• _EXERCISE REQUIREMENTS_: Copy every line of the records below that holds the word "cannot".

──────── INFORMATION PROVIDED

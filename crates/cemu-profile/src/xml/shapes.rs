//! Readers for the historical profile layouts
//!
//! Each reader looks for one layout and returns `None` when the document is
//! not in it. [`SHAPE_READERS`] lists them in the order they are tried; the
//! first non-empty result wins.

use tracing::debug;

use super::tree::XmlNode;
use crate::models::{AxisSettings, ControllerEntry, MappingSet};

/// Reads the controller list of one layout.
pub type ShapeReader = fn(&XmlNode) -> Option<Vec<ControllerEntry>>;

type EntryReader = fn(&XmlNode) -> Option<(u8, u64)>;

/// Layout readers in priority order.
pub static SHAPE_READERS: [ShapeReader; 3] = [read_canonical, read_legacy_nested, read_flat];

/// Cemu's own layout:
///
/// ```xml
/// <controller>
///   <api>SDLController</api>
///   ...
///   <mappings><entry><mapping>1</mapping><button>0</button></entry></mappings>
/// </controller>
/// ```
///
/// `<axis>` in place of `<button>` is accepted. Declines when a controller has
/// mapping entries but none of them are in this form.
fn read_canonical(root: &XmlNode) -> Option<Vec<ControllerEntry>> {
    let mut controllers = Vec::new();
    for node in api_controllers(root) {
        let (mappings, seen) = read_mappings(node.child("mappings"), canonical_entry);
        if seen > 0 && mappings.is_empty() {
            return None;
        }
        controllers.push(read_controller(node, mappings));
    }
    Some(controllers)
}

/// Older Meridian layout with the id outside the `<mapping>` element:
///
/// ```xml
/// <entry>
///   <mapping><device>..</device><button>0</button></mapping>
///   <entry>1</entry>
/// </entry>
/// ```
fn read_legacy_nested(root: &XmlNode) -> Option<Vec<ControllerEntry>> {
    let controllers: Vec<_> = api_controllers(root)
        .into_iter()
        .map(|node| read_controller(node, read_mappings(node.child("mappings"), any_entry).0))
        .collect();
    Some(controllers)
}

/// Oldest Meridian layout: `<controller>` holds only the API name and
/// `<mappings>` is a child of the root.
fn read_flat(root: &XmlNode) -> Option<Vec<ControllerEntry>> {
    let controller = root.child("controller");
    let mappings_node = root.child("mappings");
    if controller.is_none() && mappings_node.is_none() {
        return None;
    }

    let (mappings, _) = read_mappings(mappings_node, any_entry);
    if mappings.is_empty() && controller.is_some_and(|c| c.child("api").is_some()) {
        return None;
    }

    let api = controller.map_or("SDLController", XmlNode::trimmed_text);
    Some(vec![ControllerEntry {
        api: api.to_string(),
        mappings,
        ..ControllerEntry::default()
    }])
}

fn api_controllers(root: &XmlNode) -> Vec<&XmlNode> {
    root.descendants("controller")
        .into_iter()
        .filter(|node| node.child("api").is_some())
        .collect()
}

fn read_controller(node: &XmlNode, mappings: MappingSet) -> ControllerEntry {
    let defaults = ControllerEntry::default();
    let uuid = match node.child_text("uuid") {
        None | Some("") => defaults.uuid,
        Some(uuid) => uuid.to_string(),
    };
    ControllerEntry {
        api: node.child_text("api").unwrap_or_default().to_string(),
        uuid,
        display_name: node.child_raw_text("display_name").unwrap_or_default().to_string(),
        product_guid: node.child_text("product_guid").unwrap_or_default().to_string(),
        rumble: parse_or(node.child_text("rumble"), defaults.rumble),
        motion: node
            .child_text("motion")
            .is_some_and(|m| m == "1" || m.eq_ignore_ascii_case("true")),
        axis: read_axis_group(node.child("axis"), AxisSettings::STICK),
        rotation: read_axis_group(node.child("rotation"), AxisSettings::STICK),
        trigger: read_axis_group(node.child("trigger"), AxisSettings::TRIGGER),
        mappings,
    }
}

/// Accepts `<deadzone>`/`<range>` children or a bare deadzone value.
fn read_axis_group(node: Option<&XmlNode>, default: AxisSettings) -> AxisSettings {
    let Some(node) = node else {
        return default;
    };
    if node.child("deadzone").is_some() || node.child("range").is_some() {
        return AxisSettings {
            deadzone: parse_or(node.child_text("deadzone"), default.deadzone),
            range: parse_or(node.child_text("range"), default.range),
        };
    }
    match node.trimmed_text().parse::<f32>() {
        Ok(deadzone) => AxisSettings {
            deadzone,
            range: 1.0,
        },
        Err(_) => default,
    }
}

/// Returns the mappings read and the number of `<entry>` elements seen.
fn read_mappings(node: Option<&XmlNode>, read_entry: EntryReader) -> (MappingSet, usize) {
    let Some(node) = node else {
        return (MappingSet::new(), 0);
    };
    let entries: Vec<&XmlNode> = node.children_named("entry").collect();
    let mut mappings = MappingSet::new();
    for entry in entries.iter().copied() {
        match read_entry(entry) {
            Some((id, code)) => {
                mappings.insert(id, code);
            }
            None => debug!("Skipping unreadable mapping entry"),
        }
    }
    (mappings, entries.len())
}

fn canonical_entry(entry: &XmlNode) -> Option<(u8, u64)> {
    let mapping = entry.child("mapping")?;
    if mapping.child("device").is_some() {
        return None;
    }
    let id = mapping.trimmed_text().parse().ok()?;
    let code = entry
        .child_text("button")
        .or_else(|| entry.child_text("axis"))?;
    Some((id, parse_or(Some(code), 0)))
}

fn legacy_entry(entry: &XmlNode) -> Option<(u8, u64)> {
    let mapping = entry.child("mapping")?;
    mapping.child("device")?;
    let id = entry.child_text("entry")?.parse().ok()?;
    Some((id, parse_or(mapping.child_text("button"), 0)))
}

fn any_entry(entry: &XmlNode) -> Option<(u8, u64)> {
    canonical_entry(entry).or_else(|| legacy_entry(entry))
}

fn parse_or<T: std::str::FromStr>(text: Option<&str>, default: T) -> T {
    text.and_then(|t| t.parse().ok()).unwrap_or(default)
}
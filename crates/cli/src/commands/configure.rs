//! One configuration pass for a launching emulator

use std::fs;
use std::path::Path;

use anyhow::{Context, Result};
use meridian_cemu::{ConfigureOptions, ConversionContext};
use meridian_input::PlayerSnapshot;
use tracing::{info, warn};

use crate::config::{CliConfig, Emulator};
use crate::error::CliError;
use crate::output;

/// Arguments of `meridianctl configure`
#[derive(Debug)]
pub struct ConfigureArgs<'a> {
    pub emulator: Option<Emulator>,
    pub exe: &'a Path,
    pub players: &'a Path,
    pub game: Option<&'a Path>,
}

/// Execute configure command
pub fn execute(args: &ConfigureArgs<'_>, config: &CliConfig, json: bool) -> Result<()> {
    let emulator = args.emulator.or(config.default_emulator).ok_or_else(|| {
        CliError::InvalidInput(
            "No emulator given; pass --emulator or set default_emulator".to_string(),
        )
    })?;
    let snapshot = load_snapshot(args.players)?;
    info!(?emulator, players = snapshot.len(), "Configuring emulator input");

    match emulator {
        Emulator::Cemu => configure_cemu(&snapshot, args, config, json),
        Emulator::Eden => configure_eden(&snapshot, args.exe, json),
    }
}

fn load_snapshot(path: &Path) -> Result<PlayerSnapshot> {
    let text = fs::read_to_string(path)
        .map_err(CliError::from)
        .with_context(|| format!("Failed to read players file {}", path.display()))?;
    PlayerSnapshot::from_json_str(&text)
        .with_context(|| format!("Invalid players file {}", path.display()))
}

fn configure_cemu(
    snapshot: &PlayerSnapshot,
    args: &ConfigureArgs<'_>,
    config: &CliConfig,
    json: bool,
) -> Result<()> {
    let options = ConfigureOptions {
        conversion: ConversionContext::default().with_name_prefix(&config.profile_name_prefix),
        game_path: args.game,
    };
    let report = meridian_cemu::configure_input(snapshot, args.exe, &options);
    if !report.failed.is_empty() {
        warn!(failed = ?report.failed, "Some players could not be written");
    }
    output::print_cemu_report(&report, json);
    Ok(())
}

fn configure_eden(snapshot: &PlayerSnapshot, exe: &Path, json: bool) -> Result<()> {
    let report = meridian_eden::configure_input(snapshot, exe)
        .context("Failed to write Eden controls")?;
    output::print_eden_report(&report, json);
    Ok(())
}
//! Line-oriented access to Eden's `qt-config.ini`
//!
//! Qt writes sub-keys with backslashes (`player_0_button_a\default=false`)
//! and quotes engine strings, which generic INI parsers mangle. This module
//! works on raw lines instead: only lines it replaces or adds change, every
//! other byte of the file, line endings included, is kept.

use std::path::{Path, PathBuf};

use meridian_storage::{read_optional, read_optional_bytes, write_atomic};
use tracing::debug;

use crate::controls::ControlSet;
use crate::error::Result;

/// Section holding the controller configuration.
pub const CONTROLS_SECTION: &str = "Controls";

/// `qt-config.ini` of the Eden installation at `eden_dir`.
pub fn resolve_config_path(eden_dir: &Path) -> PathBuf {
    eden_dir.join("user").join("config").join("qt-config.ini")
}

/// Key/value pairs of the `[Controls]` section, keys verbatim.
///
/// A missing file reads as an empty set.
///
/// # Errors
///
/// Returns [`crate::EdenError::Storage`] if the file exists but cannot be
/// read.
pub fn read_controls(path: &Path) -> Result<ControlSet> {
    let Some(content) = read_optional(path)? else {
        return Ok(ControlSet::new());
    };

    let mut controls = ControlSet::new();
    let mut in_section = false;
    for line in content.lines() {
        let line = line.trim();
        if let Some(name) = section_name(line.as_bytes()) {
            in_section = name == CONTROLS_SECTION.as_bytes();
            continue;
        }
        if in_section && let Some((key, value)) = line.split_once('=') {
            controls.insert(key.trim(), value);
        }
    }
    Ok(controls)
}

/// Apply `updates` to the `[Controls]` section of the file at `path`.
///
/// Existing keys are replaced where they stand. The rest are appended after
/// the last non-blank line of the section; when there is no such section one
/// is added at the end of the file, and a missing file is created holding
/// only that section. The file is replaced atomically.
///
/// # Errors
///
/// Returns [`crate::EdenError::Storage`] if the file cannot be read or
/// written.
pub fn patch_controls(path: &Path, updates: &ControlSet) -> Result<()> {
    let original = read_optional_bytes(path)?.unwrap_or_default();
    let patched = patch_bytes(&original, updates);
    write_atomic(path, &patched)?;
    debug!(path = ?path, keys = updates.len(), "Patched [Controls]");
    Ok(())
}

/// Pure form of [`patch_controls`] over the raw file content.
///
/// Section headers and keys are matched as ASCII; bytes that are not valid
/// UTF-8 pass through untouched.
pub fn patch_bytes(original: &[u8], updates: &ControlSet) -> Vec<u8> {
    let newline = if original.windows(2).any(|w| w == b"\r\n") {
        b"\r\n".as_slice()
    } else {
        b"\n".as_slice()
    };
    let mut remaining = updates.clone();
    let mut out: Vec<Vec<u8>> = Vec::new();

    // Output position after the last non-blank line of the first
    // [Controls] section, once that section has been seen.
    let mut insert_at: Option<usize> = None;
    let mut section = SectionState::Before;

    for line in original.split_inclusive(|&b| b == b'\n') {
        let (body, eol) = split_line_ending(line);
        let trimmed = body.trim_ascii();

        if let Some(name) = section_name(trimmed) {
            section = match (section, name == CONTROLS_SECTION.as_bytes()) {
                (SectionState::Before, true) => SectionState::FirstControls,
                (_, true) => SectionState::Controls,
                (SectionState::Before, false) => SectionState::Before,
                (_, false) => SectionState::Other,
            };
            out.push(line.to_vec());
            if section == SectionState::FirstControls {
                insert_at = Some(out.len());
            }
            continue;
        }

        let in_controls = matches!(section, SectionState::FirstControls | SectionState::Controls);
        let replacement = in_controls
            .then(|| line_key(trimmed))
            .flatten()
            .and_then(|key| {
                remaining
                    .remove(key)
                    .map(|value| [format!("{key}={value}").as_bytes(), eol].concat())
            });
        out.push(replacement.unwrap_or_else(|| line.to_vec()));

        if section == SectionState::FirstControls && !trimmed.is_empty() {
            insert_at = Some(out.len());
        }
    }

    if remaining.is_empty() {
        return out.concat();
    }

    let additions: Vec<Vec<u8>> = remaining
        .iter()
        .map(|(key, value)| [format!("{key}={value}").as_bytes(), newline].concat())
        .collect();

    match insert_at {
        Some(position) => {
            terminate_line_before(&mut out, position, newline);
            out.splice(position..position, additions);
        }
        None => {
            if !out.is_empty() {
                let end = out.len();
                terminate_line_before(&mut out, end, newline);
                out.push(newline.to_vec());
            }
            out.push([format!("[{CONTROLS_SECTION}]").as_bytes(), newline].concat());
            out.extend(additions);
        }
    }
    out.concat()
}

#[derive(Debug, Clone, Copy, PartialEq, Eq)]
enum SectionState {
    Before,
    FirstControls,
    Controls,
    Other,
}

fn section_name(trimmed: &[u8]) -> Option<&[u8]> {
    trimmed.strip_prefix(b"[")?.strip_suffix(b"]")
}

/// Trimmed key of a `key=value` line, when it is valid UTF-8.
fn line_key(trimmed: &[u8]) -> Option<&str> {
    if !trimmed.contains(&b'=') {
        return None;
    }
    let key = trimmed.split(|&b| b == b'=').next()?;
    std::str::from_utf8(key.trim_ascii()).ok()
}

fn split_line_ending(line: &[u8]) -> (&[u8], &[u8]) {
    if let Some(body) = line.strip_suffix(b"\r\n") {
        (body, b"\r\n".as_slice())
    } else if let Some(body) = line.strip_suffix(b"\n") {
        (body, b"\n".as_slice())
    } else {
        (line, b"".as_slice())
    }
}

/// Give the line just before `position` a line ending if it lacks one.
fn terminate_line_before(out: &mut [Vec<u8>], position: usize, newline: &[u8]) {
    if let Some(line) = position.checked_sub(1).and_then(|i| out.get_mut(i))
        && !line.ends_with(b"\n")
    {
        line.extend_from_slice(newline);
    }
}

────────────────

• _ANSWER AREA_:
/// Returns [`crate::EdenError::Storage`] if the file exists but cannot be
/// Returns [`crate::EdenError::Storage`] if the file cannot be read or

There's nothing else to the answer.